Start of DATASET RECORDS

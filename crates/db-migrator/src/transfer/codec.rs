//! Per-type value codecs and the registry that selects them.
//!
//! A [`ValueCodec`] converts one [`Value`] to and from its text form (used
//! by CSV) and its binary payload (used by the binary format). Codecs are
//! chosen per column by canonical [`JdbcTypeDesc`] through a
//! [`CodecRegistry`].

use base64::engine::general_purpose::STANDARD as BASE64;
use base64::Engine;
use chrono::{DateTime, Datelike, FixedOffset, NaiveDate, NaiveDateTime, NaiveTime, Timelike};
use rust_decimal::Decimal;
use serde::{Deserialize, Serialize};
use std::collections::HashMap;
use std::str::FromStr;
use uuid::Uuid;

use crate::core::types::{codes, JdbcTypeDesc};
use crate::core::value::Value;
use crate::error::{MigrateError, Result};

const DATE_FORMAT: &str = "%Y-%m-%d";
const TIME_FORMAT: &str = "%H:%M:%S%.f";
const TIMESTAMP_FORMAT: &str = "%Y-%m-%d %H:%M:%S%.f";
const TIMESTAMP_TZ_FORMAT: &str = "%Y-%m-%d %H:%M:%S%.f%:z";

/// Encode/decode strategy for one value kind.
#[derive(Debug, Clone, Copy, PartialEq, Eq, Hash, Serialize, Deserialize)]
#[serde(rename_all = "snake_case")]
pub enum ValueCodec {
    Bool,
    Int,
    Float,
    Decimal,
    Text,
    Bytes,
    Uuid,
    Date,
    Time,
    Timestamp,
    TimestampTz,
}

fn codec_error(message: String) -> MigrateError {
    MigrateError::transfer(String::new(), message)
}

impl ValueCodec {
    fn mismatch(self, value: &Value) -> MigrateError {
        codec_error(format!("{:?} codec cannot encode a {} value", self, value.kind()))
    }

    fn parse_error(self, text: &str, reason: impl std::fmt::Display) -> MigrateError {
        codec_error(format!("invalid {:?} value {:?}: {}", self, text, reason))
    }

    /// Text form of a value; `None` for NULL.
    pub fn encode_text(self, value: &Value) -> Result<Option<String>> {
        if value.is_null() {
            return Ok(None);
        }
        let text = match (self, value) {
            (ValueCodec::Bool, Value::Bool(b)) => b.to_string(),
            (ValueCodec::Int, Value::Int(i)) => i.to_string(),
            (ValueCodec::Float, Value::Float(f)) => f.to_string(),
            (ValueCodec::Float, Value::Int(i)) => i.to_string(),
            (ValueCodec::Decimal, Value::Decimal(d)) => d.to_string(),
            (ValueCodec::Decimal, Value::Int(i)) => i.to_string(),
            (ValueCodec::Text, Value::Text(s)) => s.clone(),
            (ValueCodec::Text, Value::Uuid(u)) => u.to_string(),
            (ValueCodec::Bytes, Value::Bytes(b)) => BASE64.encode(b),
            (ValueCodec::Uuid, Value::Uuid(u)) => u.to_string(),
            (ValueCodec::Date, Value::Date(d)) => d.format(DATE_FORMAT).to_string(),
            (ValueCodec::Time, Value::Time(t)) => t.format(TIME_FORMAT).to_string(),
            (ValueCodec::Timestamp, Value::Timestamp(ts)) => {
                ts.format(TIMESTAMP_FORMAT).to_string()
            }
            (ValueCodec::TimestampTz, Value::TimestampTz(ts)) => {
                ts.format(TIMESTAMP_TZ_FORMAT).to_string()
            }
            _ => return Err(self.mismatch(value)),
        };
        Ok(Some(text))
    }

    /// Parse the text form of a non-null value.
    pub fn decode_text(self, text: &str) -> Result<Value> {
        let value = match self {
            ValueCodec::Bool => match text.trim().to_ascii_lowercase().as_str() {
                "true" | "t" | "1" => Value::Bool(true),
                "false" | "f" | "0" => Value::Bool(false),
                _ => return Err(self.parse_error(text, "expected true or false")),
            },
            ValueCodec::Int => Value::Int(
                text.trim()
                    .parse::<i64>()
                    .map_err(|e| self.parse_error(text, e))?,
            ),
            ValueCodec::Float => Value::Float(
                text.trim()
                    .parse::<f64>()
                    .map_err(|e| self.parse_error(text, e))?,
            ),
            ValueCodec::Decimal => {
                let trimmed = text.trim();
                let decimal = Decimal::from_str(trimmed)
                    .or_else(|_| Decimal::from_scientific(trimmed))
                    .map_err(|e| self.parse_error(text, e))?;
                Value::Decimal(decimal)
            }
            ValueCodec::Text => Value::Text(text.to_string()),
            ValueCodec::Bytes => Value::Bytes(
                BASE64
                    .decode(text.trim())
                    .map_err(|e| self.parse_error(text, e))?,
            ),
            ValueCodec::Uuid => Value::Uuid(
                Uuid::parse_str(text.trim()).map_err(|e| self.parse_error(text, e))?,
            ),
            ValueCodec::Date => Value::Date(
                NaiveDate::parse_from_str(text.trim(), DATE_FORMAT)
                    .map_err(|e| self.parse_error(text, e))?,
            ),
            ValueCodec::Time => Value::Time(
                NaiveTime::parse_from_str(text.trim(), TIME_FORMAT)
                    .map_err(|e| self.parse_error(text, e))?,
            ),
            ValueCodec::Timestamp => {
                let trimmed = text.trim();
                let ts = NaiveDateTime::parse_from_str(trimmed, TIMESTAMP_FORMAT)
                    .or_else(|_| NaiveDateTime::parse_from_str(trimmed, "%Y-%m-%dT%H:%M:%S%.f"))
                    .map_err(|e| self.parse_error(text, e))?;
                Value::Timestamp(ts)
            }
            ValueCodec::TimestampTz => {
                let trimmed = text.trim();
                let ts = DateTime::parse_from_str(trimmed, TIMESTAMP_TZ_FORMAT)
                    .or_else(|_| DateTime::parse_from_rfc3339(trimmed))
                    .map_err(|e| self.parse_error(text, e))?;
                Value::TimestampTz(ts)
            }
        };
        Ok(value)
    }

    /// Binary payload of a non-null value.
    pub fn encode_binary(self, value: &Value) -> Result<Vec<u8>> {
        let payload = match (self, value) {
            (ValueCodec::Bool, Value::Bool(b)) => vec![u8::from(*b)],
            (ValueCodec::Int, Value::Int(i)) => i.to_be_bytes().to_vec(),
            (ValueCodec::Float, Value::Float(f)) => f.to_be_bytes().to_vec(),
            (ValueCodec::Float, Value::Int(i)) => (*i as f64).to_be_bytes().to_vec(),
            (ValueCodec::Decimal, Value::Decimal(d)) => d.serialize().to_vec(),
            (ValueCodec::Decimal, Value::Int(i)) => Decimal::from(*i).serialize().to_vec(),
            (ValueCodec::Text, Value::Text(s)) => s.as_bytes().to_vec(),
            (ValueCodec::Text, Value::Uuid(u)) => u.to_string().into_bytes(),
            (ValueCodec::Bytes, Value::Bytes(b)) => b.clone(),
            (ValueCodec::Uuid, Value::Uuid(u)) => u.as_bytes().to_vec(),
            (ValueCodec::Date, Value::Date(d)) => d.num_days_from_ce().to_be_bytes().to_vec(),
            (ValueCodec::Time, Value::Time(t)) => {
                let nanos = u64::from(t.num_seconds_from_midnight()) * 1_000_000_000
                    + u64::from(t.nanosecond());
                nanos.to_be_bytes().to_vec()
            }
            (ValueCodec::Timestamp, Value::Timestamp(ts)) => {
                let utc = ts.and_utc();
                let mut out = utc.timestamp().to_be_bytes().to_vec();
                out.extend_from_slice(&utc.timestamp_subsec_nanos().to_be_bytes());
                out
            }
            (ValueCodec::TimestampTz, Value::TimestampTz(ts)) => {
                let mut out = ts.timestamp().to_be_bytes().to_vec();
                out.extend_from_slice(&ts.timestamp_subsec_nanos().to_be_bytes());
                out.extend_from_slice(&ts.offset().local_minus_utc().to_be_bytes());
                out
            }
            _ => return Err(self.mismatch(value)),
        };
        Ok(payload)
    }

    /// Decode a binary payload produced by [`ValueCodec::encode_binary`].
    pub fn decode_binary(self, payload: &[u8]) -> Result<Value> {
        let invalid = || codec_error(format!("invalid {:?} payload of {} bytes", self, payload.len()));
        let value = match self {
            ValueCodec::Bool => match payload {
                [b] => Value::Bool(*b != 0),
                _ => return Err(invalid()),
            },
            ValueCodec::Int => Value::Int(i64::from_be_bytes(fixed(payload).ok_or_else(invalid)?)),
            ValueCodec::Float => {
                Value::Float(f64::from_be_bytes(fixed(payload).ok_or_else(invalid)?))
            }
            ValueCodec::Decimal => {
                Value::Decimal(Decimal::deserialize(fixed(payload).ok_or_else(invalid)?))
            }
            ValueCodec::Text => Value::Text(
                String::from_utf8(payload.to_vec())
                    .map_err(|e| codec_error(format!("invalid UTF-8 text: {}", e)))?,
            ),
            ValueCodec::Bytes => Value::Bytes(payload.to_vec()),
            ValueCodec::Uuid => Value::Uuid(Uuid::from_bytes(fixed(payload).ok_or_else(invalid)?)),
            ValueCodec::Date => {
                let days = i32::from_be_bytes(fixed(payload).ok_or_else(invalid)?);
                Value::Date(NaiveDate::from_num_days_from_ce_opt(days).ok_or_else(invalid)?)
            }
            ValueCodec::Time => {
                let nanos = u64::from_be_bytes(fixed(payload).ok_or_else(invalid)?);
                let secs = u32::try_from(nanos / 1_000_000_000).map_err(|_| invalid())?;
                let sub = (nanos % 1_000_000_000) as u32;
                Value::Time(
                    NaiveTime::from_num_seconds_from_midnight_opt(secs, sub).ok_or_else(invalid)?,
                )
            }
            ValueCodec::Timestamp => {
                if payload.len() != 12 {
                    return Err(invalid());
                }
                let secs = i64::from_be_bytes(fixed(&payload[..8]).ok_or_else(invalid)?);
                let nanos = u32::from_be_bytes(fixed(&payload[8..]).ok_or_else(invalid)?);
                let utc = DateTime::from_timestamp(secs, nanos).ok_or_else(invalid)?;
                Value::Timestamp(utc.naive_utc())
            }
            ValueCodec::TimestampTz => {
                if payload.len() != 16 {
                    return Err(invalid());
                }
                let secs = i64::from_be_bytes(fixed(&payload[..8]).ok_or_else(invalid)?);
                let nanos = u32::from_be_bytes(fixed(&payload[8..12]).ok_or_else(invalid)?);
                let offset = i32::from_be_bytes(fixed(&payload[12..]).ok_or_else(invalid)?);
                let offset = FixedOffset::east_opt(offset).ok_or_else(invalid)?;
                let utc = DateTime::from_timestamp(secs, nanos).ok_or_else(invalid)?;
                Value::TimestampTz(utc.with_timezone(&offset))
            }
        };
        Ok(value)
    }
}

fn fixed<const N: usize>(payload: &[u8]) -> Option<[u8; N]> {
    payload.try_into().ok()
}

/// Codec lookup keyed by canonical type descriptor.
///
/// An exact `(code, name)` entry wins over a code-only entry.
#[derive(Debug, Clone, Default)]
pub struct CodecRegistry {
    codecs: HashMap<JdbcTypeDesc, ValueCodec>,
}

impl CodecRegistry {
    pub fn new() -> Self {
        Self::default()
    }

    /// Codecs for every standard type code plus the common named extensions.
    pub fn with_defaults() -> Self {
        use codes::*;
        let mut registry = Self::new();
        for (code, codec) in [
            (BIT, ValueCodec::Bool),
            (BOOLEAN, ValueCodec::Bool),
            (TINYINT, ValueCodec::Int),
            (SMALLINT, ValueCodec::Int),
            (INTEGER, ValueCodec::Int),
            (BIGINT, ValueCodec::Int),
            (REAL, ValueCodec::Float),
            (FLOAT, ValueCodec::Float),
            (DOUBLE, ValueCodec::Float),
            (NUMERIC, ValueCodec::Decimal),
            (DECIMAL, ValueCodec::Decimal),
            (CHAR, ValueCodec::Text),
            (VARCHAR, ValueCodec::Text),
            (LONGVARCHAR, ValueCodec::Text),
            (NCHAR, ValueCodec::Text),
            (NVARCHAR, ValueCodec::Text),
            (LONGNVARCHAR, ValueCodec::Text),
            (CLOB, ValueCodec::Text),
            (NCLOB, ValueCodec::Text),
            (SQLXML, ValueCodec::Text),
            (BINARY, ValueCodec::Bytes),
            (VARBINARY, ValueCodec::Bytes),
            (LONGVARBINARY, ValueCodec::Bytes),
            (BLOB, ValueCodec::Bytes),
            (DATE, ValueCodec::Date),
            (TIME, ValueCodec::Time),
            (TIME_WITH_TIMEZONE, ValueCodec::Text),
            (TIMESTAMP, ValueCodec::Timestamp),
            (TIMESTAMP_WITH_TIMEZONE, ValueCodec::TimestampTz),
        ] {
            registry.register(JdbcTypeDesc::of_code(code), codec);
        }
        registry.register(JdbcTypeDesc::new(OTHER, "UUID"), ValueCodec::Uuid);
        registry.register(JdbcTypeDesc::new(OTHER, "JSON"), ValueCodec::Text);
        registry.register(JdbcTypeDesc::new(OTHER, "JSONB"), ValueCodec::Text);
        registry
    }

    /// Install or replace the codec for a descriptor.
    pub fn register(&mut self, desc: JdbcTypeDesc, codec: ValueCodec) {
        self.codecs.insert(desc, codec);
    }

    pub fn lookup(&self, desc: &JdbcTypeDesc) -> Option<ValueCodec> {
        self.codecs
            .get(desc)
            .or_else(|| self.codecs.get(&desc.code_only()))
            .copied()
    }
}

End of DATASET RECORDS

TASK PROMPT:
Beginning at the line above with "use std::str::FromStr;" and finishing at the line with "const TIMESTAMP_FORMAT: &str", return each line exactly and return nothing else.

WRITTEN RESPONSE:
use std::str::FromStr;
use uuid::Uuid;

use crate::core::types::{codes, JdbcTypeDesc};
use crate::core::value::Value;
use crate::error::{MigrateError, Result};

const DATE_FORMAT: &str = "%Y-%m-%d";
const TIME_FORMAT: &str = "%H:%M:%S%.f";
const TIMESTAMP_FORMAT: &str = "%Y-%m-%d %H:%M:%S%.f";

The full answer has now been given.